2.1. Surgical Technique

All operations were performed by the same surgeons (PFW and YZ). Patients were placed in the supine position on a radiolucent table after successful induction of anesthesia. Anesthetic agents and administration methods that have less impact on muscle relaxants were used. Electrodes were placed at the monitoring site. The device (Cascade Elite, Cadwell Industries, Inc., USA) was connected, and the electrophysiological monitoring program was started. TiRobot (Beijing Tinavi Medical Technologies Co., Ltd. China) was connected, and the patient's information was registered on a computer. The sacral fractures were reduced by closed manipulation. Acceptable reduction was radiographically confirmed and was maintained by traction, external fixators or a Starr frame until the screw application was complete. The tracer was firmly fixed to the anterior superior iliac spine of the contralateral side. The mechanical arm with a sterile protective sleeve was moved and fixed to the injured side. The mechanical arm tracer was placed on the patient's surgical site for subsequent fluoroscopy. Intraoperative fluoroscopy images containing the robot positioning markers were obtained and transmitted to the computer.
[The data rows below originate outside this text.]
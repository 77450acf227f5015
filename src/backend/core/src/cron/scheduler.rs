//! Single-loop cron dispatcher.
//!
//! The loop scans for due jobs under the lock, advances each due job's
//! `next_time` before releasing it, then dispatches copies outside the
//! lock. Missed ticks collapse: `next()` is computed from the current
//! time, so a paused process fires once and then realigns.

use std::sync::atomic::{AtomicBool, Ordering};
use std::sync::Arc;

use chrono::{DateTime, Local, Utc};
use parking_lot::Mutex;
use serde_json::Value;
use tokio::sync::Notify;
use tokio::task::JoinHandle;
use tracing::{error, info, warn};
use uuid::Uuid;

use super::{CronJob, CronPayload};
use crate::dag::DagService;
use crate::error::Result;
use crate::runner::TaskRunner;
use crate::task::TaskConfig;
use crate::template::TemplateService;

pub struct CronScheduler {
    jobs: Mutex<Vec<CronJob>>,
    wake: Notify,
    stopping: AtomicBool,
    handle: Mutex<Option<JoinHandle<()>>>,
    runner: Arc<TaskRunner>,
    dags: Arc<DagService>,
    templates: Arc<TemplateService>,
}

impl CronScheduler {
    pub fn new(runner: Arc<TaskRunner>, dags: Arc<DagService>, templates: Arc<TemplateService>) -> Self {
        Self {
            jobs: Mutex::new(Vec::new()),
            wake: Notify::new(),
            stopping: AtomicBool::new(false),
            handle: Mutex::new(None),
            runner,
            dags,
            templates,
        }
    }

    pub fn add_job(&self, job: CronJob) -> String {
        let id = job.id.clone();
        info!(job = %id, spec = %job.spec, "cron job added");
        self.jobs.lock().push(job);
        self.wake.notify_waiters();
        id
    }

    pub fn remove_job(&self, job_id: &str) -> bool {
        let mut jobs = self.jobs.lock();
        let before = jobs.len();
        jobs.retain(|j| j.id != job_id);
        let removed = jobs.len() != before;
        drop(jobs);
        if removed {
            info!(job = %job_id, "cron job removed");
            self.wake.notify_waiters();
        }
        removed
    }

    pub fn list_jobs(&self) -> Vec<Value> {
        self.jobs.lock().iter().map(CronJob::to_json).collect()
    }

    /// Under the lock: collect copies of every enabled job with
    /// `next_time <= now`, advancing each one's `next_time` past `now`
    /// before release so a slow dispatch can never double-fire. Also
    /// returns the nearest upcoming `next_time`.
    fn collect_due(&self, now: DateTime<Local>) -> (Vec<CronJob>, Option<DateTime<Local>>) {
        let mut jobs = self.jobs.lock();
        let mut due = Vec::new();
        let mut nearest: Option<DateTime<Local>> = None;

        for job in jobs.iter_mut() {
            if !job.enabled {
                continue;
            }
            if job.next_time <= now {
                match job.expr.next(now) {
                    Ok(next) => {
                        let copy = job.clone();
                        job.next_time = next;
                        due.push(copy);
                    }
                    Err(e) => {
                        error!(job = %job.id, error = %e, "cron next-time computation failed; disabling");
                        job.enabled = false;
                        continue;
                    }
                }
            }
            if nearest.map(|n| job.next_time < n).unwrap_or(true) {
                nearest = Some(job.next_time);
            }
        }
        (due, nearest)
    }

    fn run_tag() -> String {
        let tag = Uuid::new_v4().simple().to_string();
        format!("{}_{}", Utc::now().timestamp_millis(), &tag[..6])
    }

    async fn dispatch(
        runner: Arc<TaskRunner>,
        dags: Arc<DagService>,
        templates: Arc<TemplateService>,
        job: CronJob,
    ) -> Result<bool> {
        let run_id = format!("cron_{}_{}", job.id, Self::run_tag());

        match job.payload {
            CronPayload::SingleTask(cfg) => {
                let mut cfg: TaskConfig = cfg;
                cfg.id.run_id = run_id;
                let r = runner.run(&cfg, None).await;
                info!(job = %job.id, task = %cfg.id, status = r.status.as_str(), "cron single task finished");
                Ok(r.ok())
            }
            CronPayload::Dag { body } => {
                let mut body = body;
                if !body.get("config").map(Value::is_object).unwrap_or(false) {
                    body["config"] = Value::Object(Default::default());
                }
                body["config"]["cron_job_id"] = Value::String(job.id.clone());
                if body.get("name").is_none() && !job.name.is_empty() {
                    body["name"] = Value::String(job.name.clone());
                }
                let result = dags.run_body(body, "cron", Some(&run_id)).await;
                info!(job = %job.id, run = %result.run_id, success = result.success, "cron dag finished");
                Ok(result.success)
            }
            CronPayload::Template { template_id, params } => {
                let mut rendered = templates.render_by_id(&template_id, &params).await?;
                if !rendered.get("config").map(Value::is_object).unwrap_or(false) {
                    rendered["config"] = Value::Object(Default::default());
                }
                rendered["config"]["template_id"] = Value::String(template_id);
                rendered["config"]["cron_job_id"] = Value::String(job.id.clone());
                if rendered.get("name").is_none() && !job.name.is_empty() {
                    rendered["name"] = Value::String(job.name.clone());
                }
                let result = dags.run_body(rendered, "cron", Some(&run_id)).await;
                info!(job = %job.id, run = %result.run_id, success = result.success, "cron template finished");
                Ok(result.success)
            }
        }
    }

    pub fn start(self: &Arc<Self>) {
        let mut guard = self.handle.lock();
        if guard.is_some() {
            return;
        }
        self.stopping.store(false, Ordering::Release);

        let scheduler = Arc::clone(self);
        *guard = Some(tokio::spawn(async move {
            info!("cron scheduler started");
            loop {
                if scheduler.stopping.load(Ordering::Acquire) {
                    break;
                }

                let now = Local::now();
                let (due, nearest) = scheduler.collect_due(now);

                if !due.is_empty() {
                    for job in due {
                        // Fire-and-forget: the loop only guarantees the
                        // dispatch was submitted before the job can fire
                        // again.
                        let runner = Arc::clone(&scheduler.runner);
                        let dags = Arc::clone(&scheduler.dags);
                        let templates = Arc::clone(&scheduler.templates);
                        let job_id = job.id.clone();
                        tokio::spawn(async move {
                            if let Err(e) = Self::dispatch(runner, dags, templates, job).await {
                                warn!(job = %job_id, error = %e, "cron dispatch failed");
                            }
                        });
                    }
                    continue;
                }

                let notified = scheduler.wake.notified();
                match nearest {
                    Some(next) => {
                        let wait = (next - Local::now()).to_std().unwrap_or_default();
                        tokio::select! {
                            _ = tokio::time::sleep(wait) => {}
                            _ = notified => {}
                        }
                    }
                    None => notified.await,
                }
            }
            info!("cron scheduler stopped");
        }));
    }

    pub async fn stop(&self) {
        self.stopping.store(true, Ordering::Release);
        self.wake.notify_waiters();
        let handle = self.handle.lock().take();
        if let Some(h) = handle {
            let _ = h.await;
        }
    }
}
//! Built-in local task handlers.

use std::sync::atomic::{AtomicU64, Ordering};
use std::sync::Arc;
use std::time::Duration;

use super::registry::LocalTaskRegistry;
use crate::task::TaskResult;

/// Register the stock local handlers used by demos and tests.
pub fn register_builtin_tasks(registry: &LocalTaskRegistry) {
    registry.register("echo", |cfg, _cancel| {
        let msg = cfg.param("msg").unwrap_or(&cfg.exec_command);
        let mut r = TaskResult::success(msg.to_string());
        if cfg.capture_output {
            r.stdout = msg.to_string();
        }
        r
    });

    // Sleeps in short slices so cancellation stays responsive.
    registry.register("sleep_ms", |cfg, cancel| {
        let total = cfg.param("duration_ms").and_then(|s| s.parse::<u64>().ok()).unwrap_or(1000);
        let mut slept = 0u64;
        while slept < total {
            if cancel.is_canceled() {
                return TaskResult::canceled("sleep_ms canceled");
            }
            let step = (total - slept).min(20);
            std::thread::sleep(Duration::from_millis(step));
            slept += step;
        }
        TaskResult::success(format!("slept {total}ms"))
    });

    let counter = Arc::new(AtomicU64::new(0));
    registry.register("count", move |_cfg, _cancel| {
        let n = counter.fetch_add(1, Ordering::Relaxed) + 1;
        let mut r = TaskResult::success(format!("count={n}"));
        r.metadata.insert("count".into(), n.to_string());
        r
    });
}

#[cfg(test)]
mod tests {
    use super::*;
    use crate::runner::CancelToken;
    use crate::task::TaskConfig;

    #[test]
    fn count_increments_across_calls() {
        let reg = LocalTaskRegistry::new();
        register_builtin_tasks(&reg);
        let cfg = TaskConfig::new("c");
        let h = reg.find("count").unwrap();
        assert_eq!(h(&cfg, &CancelToken::new()).metadata["count"], "1");
        assert_eq!(h(&cfg, &CancelToken::new()).metadata["count"], "2");
    }

    #[test]
    fn sleep_observes_cancel() {
        let reg = LocalTaskRegistry::new();
        register_builtin_tasks(&reg);
        let mut cfg = TaskConfig::new("s");
        cfg.exec_params.insert("duration_ms".into(), "5000".into());
        let cancel = CancelToken::new();
        cancel.cancel();
        let r = reg.find("sleep_ms").unwrap()(&cfg, &cancel);
        assert_eq!(r.status, crate::task::TaskStatus::Canceled);
    }
}
impl TaskExecType {
    pub fn as_str(&self) -> &'static str {
        match self {
            TaskExecType::Local => "Local",
            TaskExecType::Remote => "Remote",
            TaskExecType::Script => "Script",
            TaskExecType::HttpCall => "HttpCall",
            TaskExecType::Shell => "Shell",
            TaskExecType::Dag => "Dag",
            TaskExecType::Template => "Template",
        }
    }

    /// Case-insensitive parse; unknown strings fall back to `Local`.
    pub fn parse(s: &str) -> TaskExecType {
        match s.to_ascii_lowercase().as_str() {
            "remote" => TaskExecType::Remote,
            "script" => TaskExecType::Script,
            "httpcall" | "http_call" | "http" => TaskExecType::HttpCall,
            "shell" => TaskExecType::Shell,
            "dag" => TaskExecType::Dag,
            "template" => TaskExecType::Template,
            _ => TaskExecType::Local,
        }
    }
}

/// Immutable execution descriptor for a single task.
///
/// `exec_params` carries strategy-specific inputs (HTTP headers, local
/// handler key, nested DAG JSON, template id, `_nesting_depth`, ...); all
/// values are strings so the descriptor survives JSON round-trips without
/// loss.
#[derive(Debug, Clone, Default, PartialEq, Serialize, Deserialize)]
pub struct TaskConfig {
    pub id: TaskId,
    pub name: String,
    pub exec_type: TaskExecType,
    pub exec_command: String,
    pub exec_params: HashMap<String, String>,
    /// Zero means "no timeout".
    pub timeout: Duration,
    pub retry_count: u32,
    pub retry_delay: Duration,
    pub retry_exp_backoff: bool,
    pub cancelable: bool,
    pub priority: TaskPriority,
    pub queue: String,
    pub metadata: HashMap<String, String>,
    pub capture_output: bool,
}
The placement of TITS screws was planned on the computer. Under the control of the computer, the mechanical arm with the guide sleeve was moved to the operation site. A small incision (approximately 1 cm in length) was made, and the subcutaneous and muscular tissues were bluntly separated. The tip of the sleeve was pressed to the bone cortex, and a 2.5 mm ×400 mm Kirschner wire was inserted as the guidewire. The satisfactory positioning of the guidewire was confirmed using radiography. An extended 7.3-mm cannulated screw (IRENE Medical Instrument Co., Ltd., Tianjin, China) was inserted. The position of the screw was confirmed using fluoroscopy, the guidewire was removed, and the incision was sutured. During the operation, the electrophysiologist supervised the entire process.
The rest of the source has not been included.